For many UC Berkeley students, being entrenched in capitalist society means a certain dilemma wreaks daily havoc on the psyche: financial security or having a soul? 

Better yet, the moral pain is only compounded by burgeoning costs of living and the bleak landscape of a hyper-competitive job market! Thankfully for young job-seekers, relief from traditional fields like banking, consulting, law, and medicine comes in the form of exciting opportunities that only require a tortured soul to sell out halfway – and being 50-percent ethically redeemable is better than nothing. Here’s a list of big-buck jobs that can allow you to settle for half-justifying your guilt-ridden choices. 

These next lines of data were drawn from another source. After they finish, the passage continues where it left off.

//! TUI (Terminal User Interface) module for Hangman
//!
//! This module provides an interactive terminal interface using Ratatui.
//!
//! # Architecture
//! - `TuiInterface`: rendering and key handling, implements `GameInterface`
//!
//! # State Machine
//! - `Playing` → `GameOver` when a guess wins or loses
//! - `GameOver` → `Playing` on new game or a successful load
//! - any state → `Exiting` on ESC or `0`

use crate::engine::{GameState, MAX_LIVES, Outcome, Turn};
use crate::error::{InvalidGuess, SaveError};
use crate::game_loop::{
    EXIT_INPUT, GameInterface, LOAD_INPUT, NEW_GAME_INPUT, SAVE_INPUT, UserAction,
};
use crate::{debug_log, info_log};
use crossterm::{
    cursor,
    event::{self, Event, KeyCode, KeyEvent},
    execute,
    terminal::{EnterAlternateScreen, LeaveAlternateScreen, disable_raw_mode, enable_raw_mode},
};
use ratatui::{
    Frame, Terminal,
    backend::CrosstermBackend,
    layout::{Constraint, Direction, Layout, Rect},
    style::{Color, Modifier, Style},
    text::{Line, Span},
    widgets::{Block, Borders, Paragraph, Wrap},
};
use std::io;
use std::path::Path;

const EVENT_POLL_TIMEOUT_MS: u64 = 100;

// Style constants for consistent UI
const HEADER_STYLE: Style = Style::new().fg(Color::Cyan).add_modifier(Modifier::BOLD);
const ERROR_STYLE: Style = Style::new().fg(Color::Red);
const SUCCESS_STYLE: Style = Style::new().fg(Color::Green).add_modifier(Modifier::BOLD);
const INFO_STYLE: Style = Style::new().fg(Color::Yellow).add_modifier(Modifier::BOLD);
const MESSAGE_STYLE: Style = Style::new().fg(Color::Cyan);

// One drawing per number of misses.
const GALLOWS: [[&str; 6]; 7] = [
    ["  +---+", "  |   |", "      |", "      |", "      |", "========="],
    ["  +---+", "  |   |", "  O   |", "      |", "      |", "========="],
    ["  +---+", "  |   |", "  O   |", "  |   |", "      |", "========="],
    ["  +---+", "  |   |", "  O   |", " /|   |", "      |", "========="],
    ["  +---+", "  |   |", "  O   |", " /|\\  |", "      |", "========="],
    ["  +---+", "  |   |", "  O   |", " /|\\  |", " /    |", "========="],
    ["  +---+", "  |   |", "  O   |", " /|\\  |", " / \\  |", "========="],
];

fn message_style(outcome: Outcome) -> Style {
    match outcome {
        Outcome::Won => SUCCESS_STYLE,
        Outcome::Lost => ERROR_STYLE,
        Outcome::InProgress => MESSAGE_STYLE,
    }
}

#[derive(Debug, Clone, Copy, PartialEq)]
enum TuiState {
    Playing,
    GameOver,
    Exiting,
}

/// Context for rendering the UI - groups related parameters to avoid too many function arguments.
struct RenderContext<'a> {
    teaser: &'a [char],
    history: &'a [char],
    remaining: &'a [char],
    lives: u32,
    outcome: Outcome,
    message: &'a str,
    error_message: &'a str,
    status: &'a str,
}

/// Main TUI interface component.
///
/// Manages terminal rendering, input handling, and game state display.
pub struct TuiInterface {
    terminal: Terminal<CrosstermBackend<io::Stdout>>,
    teaser: Vec<char>,
    history: Vec<char>,
    remaining: Vec<char>,
    lives: u32,
    outcome: Outcome,
    state: TuiState,
    message: String,
    error_message: String,
    status: String,
}

impl TuiInterface {
    pub fn new() -> Result<Self, io::Error> {
        info_log!("TuiInterface::new() - Initializing TUI");
        enable_raw_mode()?;
        let mut stdout = io::stdout();
        execute!(stdout, EnterAlternateScreen, cursor::Hide)?;
        let backend = CrosstermBackend::new(stdout);
        let terminal = Terminal::new(backend)?;
        info_log!("Terminal setup complete: alternate screen, cursor hidden");

        Ok(Self {
            terminal,
            teaser: Vec::new(),
            history: Vec::new(),
            remaining: Vec::new(),
            lives: MAX_LIVES,
            outcome: Outcome::InProgress,
            state: TuiState::Playing,
            message: String::new(),
            error_message: String::new(),
            status: "Ready to start".to_string(),
        })
    }

    pub fn cleanup(&mut self) -> Result<(), io::Error> {
        disable_raw_mode()?;
        execute!(
            self.terminal.backend_mut(),
            LeaveAlternateScreen,
            cursor::Show
        )?;
        Ok(())
    }

    /// Draw the current UI state to the terminal.
    ///
    /// Returns an error if rendering fails.
    fn draw(&mut self) -> Result<(), io::Error> {
        let ctx = RenderContext {
            teaser: &self.teaser,
            history: &self.history,
            remaining: &self.remaining,
            lives: self.lives,
            outcome: self.outcome,
            message: &self.message,
            error_message: &self.error_message,
            status: &self.status,
        };

        let state = self.state;
        self.terminal.draw(|f| {
            Self::render_static(f, &ctx, state);
        })?;
        Ok(())
    }

    /// Log and handle draw errors appropriately
    fn draw_or_log(&mut self) {
        if let Err(e) = self.draw() {
            debug_log!("Draw error: {}", e);
        }
    }

    fn render_static(f: &mut Frame, ctx: &RenderContext, state: TuiState) {
        let chunks = Layout::default()
            .direction(Direction::Vertical)
            .constraints([
                Constraint::Length(3),  // Title
                Constraint::Length(11), // Gallows and teaser
                Constraint::Min(6),     // Info panel
                Constraint::Length(3),  // Status line
                Constraint::Length(3),  // Instructions
            ])
            .split(f.area());

        Self::render_title(f, chunks[0]);
        Self::render_board(f, chunks[1], ctx.teaser, ctx.lives);
        Self::render_info(f, chunks[2], ctx);
        Self::render_status(f, chunks[3], ctx.status);
        Self::render_instructions(f, chunks[4], state);
    }

    fn render_title(f: &mut Frame, area: Rect) {
        let title = Paragraph::new("HANGMAN")
            .style(HEADER_STYLE)
            .block(Block::default().borders(Borders::ALL));
        f.render_widget(title, area);
    }

    fn render_board(f: &mut Frame, area: Rect, teaser: &[char], lives: u32) {
        let misses = (MAX_LIVES.saturating_sub(lives) as usize).min(GALLOWS.len() - 1);
        let mut lines: Vec<Line> = GALLOWS[misses].iter().map(|row| Line::from(*row)).collect();
        lines.push(Line::from(""));

        let mut spans = vec![Span::raw("  ")];
        for &c in teaser {
            spans.push(Span::styled(
                format!(" {} ", c.to_ascii_uppercase()),
                Style::default().fg(Color::White).bg(Color::DarkGray),
            ));
            spans.push(Span::raw(" "));
        }
        lines.push(Line::from(spans));

        let paragraph =
            Paragraph::new(lines).block(Block::default().title("Word").borders(Borders::ALL));
        f.render_widget(paragraph, area);
    }

    fn render_info(f: &mut Frame, area: Rect, ctx: &RenderContext) {
        let letters = |chars: &[char]| {
            chars
                .iter()
                .map(char::to_string)
                .collect::<Vec<_>>()
                .join(" ")
        };

        let mut lines = vec![
            Line::from(vec![
                Span::styled("Input history: ", HEADER_STYLE),
                Span::raw(letters(ctx.history)),
            ]),
            Line::from(vec![
                Span::styled("Remaining life: ", HEADER_STYLE),
                Span::styled(ctx.lives.to_string(), INFO_STYLE),
            ]),
            Line::from(vec![
                Span::styled("Letters left: ", HEADER_STYLE),
                Span::raw(letters(ctx.remaining)),
            ]),
            Line::from(""),
        ];

        if !ctx.message.is_empty() {
            lines.push(Line::from(vec![Span::styled(
                ctx.message,
                message_style(ctx.outcome),
            )]));
        }

        if !ctx.error_message.is_empty() {
            lines.push(Line::from(vec![Span::styled(
                ctx.error_message,
                ERROR_STYLE,
            )]));
        }

        let paragraph = Paragraph::new(lines)
            .block(Block::default().title("Information").borders(Borders::ALL))
            .wrap(Wrap { trim: true });
        f.render_widget(paragraph, area);
    }

    fn render_instructions(f: &mut Frame, area: Rect, state: TuiState) {
        let text = match state {
            TuiState::Playing => format!(
                "Type a letter to guess | {SAVE_INPUT}: Save | {LOAD_INPUT}: Load | {NEW_GAME_INPUT}: New | {EXIT_INPUT}/ESC: Quit"
            ),
            TuiState::GameOver => {
                format!("{NEW_GAME_INPUT}: New Game | {LOAD_INPUT}: Load | {EXIT_INPUT}/ESC: Quit")
            }
            TuiState::Exiting => "Exiting...".to_string(),
        };

        let paragraph = Paragraph::new(text)
            .style(Style::default().fg(Color::Gray))
            .block(Block::default().borders(Borders::ALL));
        f.render_widget(paragraph, area);
    }

    fn render_status(f: &mut Frame, area: Rect, status: &str) {
        let status_text = if status.is_empty() { "Ready" } else { status };
        let paragraph = Paragraph::new(status_text)
            .style(HEADER_STYLE)
            .block(Block::default().borders(Borders::ALL).title("Status"));
        f.render_widget(paragraph, area);
    }

    fn handle_input(&mut self) -> Result<Option<UserAction>, io::Error> {
        if !event::poll(std::time::Duration::from_millis(EVENT_POLL_TIMEOUT_MS))? {
            return Ok(None);
        }

        match event::read()? {
            Event::Key(key) if key.kind == event::KeyEventKind::Press => {
                Ok(self.handle_key(key))
            }
            other => {
                debug_log!("handle_input() - Ignoring event: {:?}", other);
                Ok(None)
            }
        }
    }

    fn handle_key(&mut self, key: KeyEvent) -> Option<UserAction> {
        if Self::has_modifier_keys(&key) {
            debug_log!(
                "handle_key() - Ignoring key with modifier: {:?}",
                key.modifiers
            );
            return None;
        }

        match key.code {
            KeyCode::Esc => Some(UserAction::Exit),
            KeyCode::Char(c) if c.is_ascii_digit() => {
                match UserAction::from_input(&c.to_string()) {
                    UserAction::Guess(_) => {
                        self.error_message = format!("'{c}' is not a command");
                        None
                    }
                    action => Some(action),
                }
            }
            KeyCode::Char(c) if c.is_alphabetic() => {
                self.error_message.clear();
                Some(UserAction::Guess(c.to_string()))
            }
            KeyCode::Char(c) => {
                self.error_message = format!("Only letters are allowed! ('{c}' is not a letter)");
                None
            }
            _ => None,
        }
    }

    fn has_modifier_keys(key: &KeyEvent) -> bool {
        key.modifiers.contains(event::KeyModifiers::ALT)
            || key.modifiers.contains(event::KeyModifiers::CONTROL)
    }
}

impl GameInterface for TuiInterface {
    fn display_intro(&mut self) {
        self.message = "Please enter a character.".to_string();
        self.draw_or_log();
    }

    fn display_state(&mut self, state: &GameState) {
        self.teaser = state.revealed().to_vec();
        self.history = state.guess_history().to_vec();
        self.remaining = state.remaining_letters().iter().copied().collect();
        self.lives = state.lives();
        self.outcome = state.outcome();
        self.state = if state.is_in_progress() {
            TuiState::Playing
        } else {
            TuiState::GameOver
        };
        self.draw_or_log();
    }

    fn read_action(&mut self) -> Option<UserAction> {
        if self.draw().is_err() {
            info_log!("read_action() - Draw failed, returning Exit");
            return Some(UserAction::Exit);
        }
        match self.handle_input() {
            Ok(action) => action,
            Err(e) => {
                log::warn!("Error reading terminal input: {e}");
                Some(UserAction::Exit)
            }
        }
    }

    fn display_turn(&mut self, turn: &Turn) {
        self.error_message.clear();
        self.status = if turn.hit {
            format!("'{}' is in the word", turn.letter)
        } else {
            format!("No '{}' in the word", turn.letter)
        };
    }

    fn display_invalid_guess(&mut self, reason: &InvalidGuess) {
        self.error_message = format!("Invalid input, please try again. ({reason})");
        self.draw_or_log();
    }

    fn display_outro(&mut self, state: &GameState) {
        self.state = TuiState::GameOver;
        self.outcome = state.outcome();
        match state.outcome() {
            Outcome::Lost => {
                self.message = format!(
                    "The answer is {}. Better luck next time.",
                    state.secret_word_string()
                );
                self.status = "Game Over - Lost".to_string();
            }
            Outcome::Won => {
                self.message = "Congratulations, you win the game.".to_string();
                self.status = "Game Over - Won".to_string();
            }
            Outcome::InProgress => {}
        }
        self.draw_or_log();
    }

    fn display_saved(&mut self, path: &Path) {
        self.status = format!("Game saved to {}", path.display());
        self.draw_or_log();
    }

    fn display_loaded(&mut self, path: &Path) {
        self.message.clear();
        self.error_message.clear();
        self.status = format!("Game loaded from {}", path.display());
    }

    fn display_save_error(&mut self, error: &SaveError) {
        self.error_message = format!("Could not save: {error}");
        self.draw_or_log();
    }

    fn display_load_error(&mut self, error: &SaveError) {
        self.error_message = match error {
            SaveError::Corrupt(_) => format!("Could not load: {error}. Starting a fresh game."),
            _ => format!("Could not load: {error}"),
        };
        self.draw_or_log();
    }

    fn display_new_game(&mut self) {
        self.message = "New game started.".to_string();
        self.status = "New game - Enter your first guess".to_string();
        self.draw_or_log();
    }

    fn display_exit_message(&mut self) {
        self.state = TuiState::Exiting;
        self.status = "Exiting application...".to_string();
        self.draw_or_log();
    }
}

impl Drop for TuiInterface {
    fn drop(&mut self) {
        let _ = self.cleanup();
    }
}

#[cfg(test)]
mod tests {
    use super::*;

    #[test]
    fn test_loss_message_is_not_drawn_as_success() {
        assert_eq!(message_style(Outcome::Lost), ERROR_STYLE);
        assert_ne!(message_style(Outcome::Lost), SUCCESS_STYLE);
        assert_eq!(message_style(Outcome::Won), SUCCESS_STYLE);
        assert_eq!(message_style(Outcome::InProgress), MESSAGE_STYLE);
    }

    #[test]
    fn test_gallows_has_one_drawing_per_miss() {
        assert_eq!(GALLOWS.len(), MAX_LIVES as usize + 1);
    }
}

1. Social Impact Consulting

Interested in consulting? What even is consulting? Do you know what it is? Does anyone know what it is? Probably not, but people know that social impact = good person; combine it with a vague business buzzword and you’re golden. Despite the fact that you’re probably only advising underfunded nonprofits to stand-out on your inevitable McKinsey application, you’ll spend your time donning ill-fitting business-wear while mansplaining to grassroots organizers how to operate in marginally-feasible ways. If anyone questions the validity and longevity of your solutions, just pull up a SWOT diagram (Strengths, Weaknesses, Opportunities, Threats) – it’s fool-proof and totally applicable to assisting disenfranchised communities, the environment, or whatever else you decide to focus on for a two-month period before haphazardly switching to something else – because it’s not like these barely-surviving organizations need you for an extended period of time…

2. Work at a start-up

Forget FAANG or big tech or big pharma. Take your career growth by the reins and work at an impact-focused start-up aiming to digitize and gamify the last few remnants of human interaction. Want to beat the greedy, money-hungry allegations and to focus less on compensation? Work at a company that barely tracks your work hours and will maybe pay you discreetly via Venmo once a month. Expect to pour your heart, soul, and unpaid overtime hours into a totally novel app that uses AI, or whatever that means, to revolutionize the e-commerce business. 

3. Pursue human rights or civil law until you inevitably switch to corporate law

Remember being a little kid, looking at Amal Clooney or other badass human rights advocates and wanting to be them? When your parents ask what you want to do after college, you respond with “law school,” and immediately earn pleased nods and bragging rights in your family group chat. Ever since learning about RBG, you’ve been galvanized by a desire to fight and do good. 

However, as your undergraduate years draw closer to an end and the student debt and grad school costs begin to loom closer, you’ll reconsider your well-intentioned motives to fight for justice. Before you know it, you’ll start binging Suits and googling salaries at Cravath. Your response to what you want to do will be corporate law, because it combines “business ethics” with “logical and literary thinking” and you can’t do math but still want to be in a lucrative field. 

4. Forgo a basic living wage

None of the above options appeal to you? Congrats! You’ve made it to the end of the list. You could become a teacher, essential worker, or civil organizer, but unfortunately what you don’t sell in human dignity you’ll have to forgo in basic respect from the big dogs up in the big corporations, and in a living wage. Although you’ll spend hours directly helping people and inevitably shaping the course of people’s lives, you’ll be paid meager amounts while being expected to single-handedly fix the devastating, depressing impacts of the society we’ve created. Well, that’s just showbiz, baby!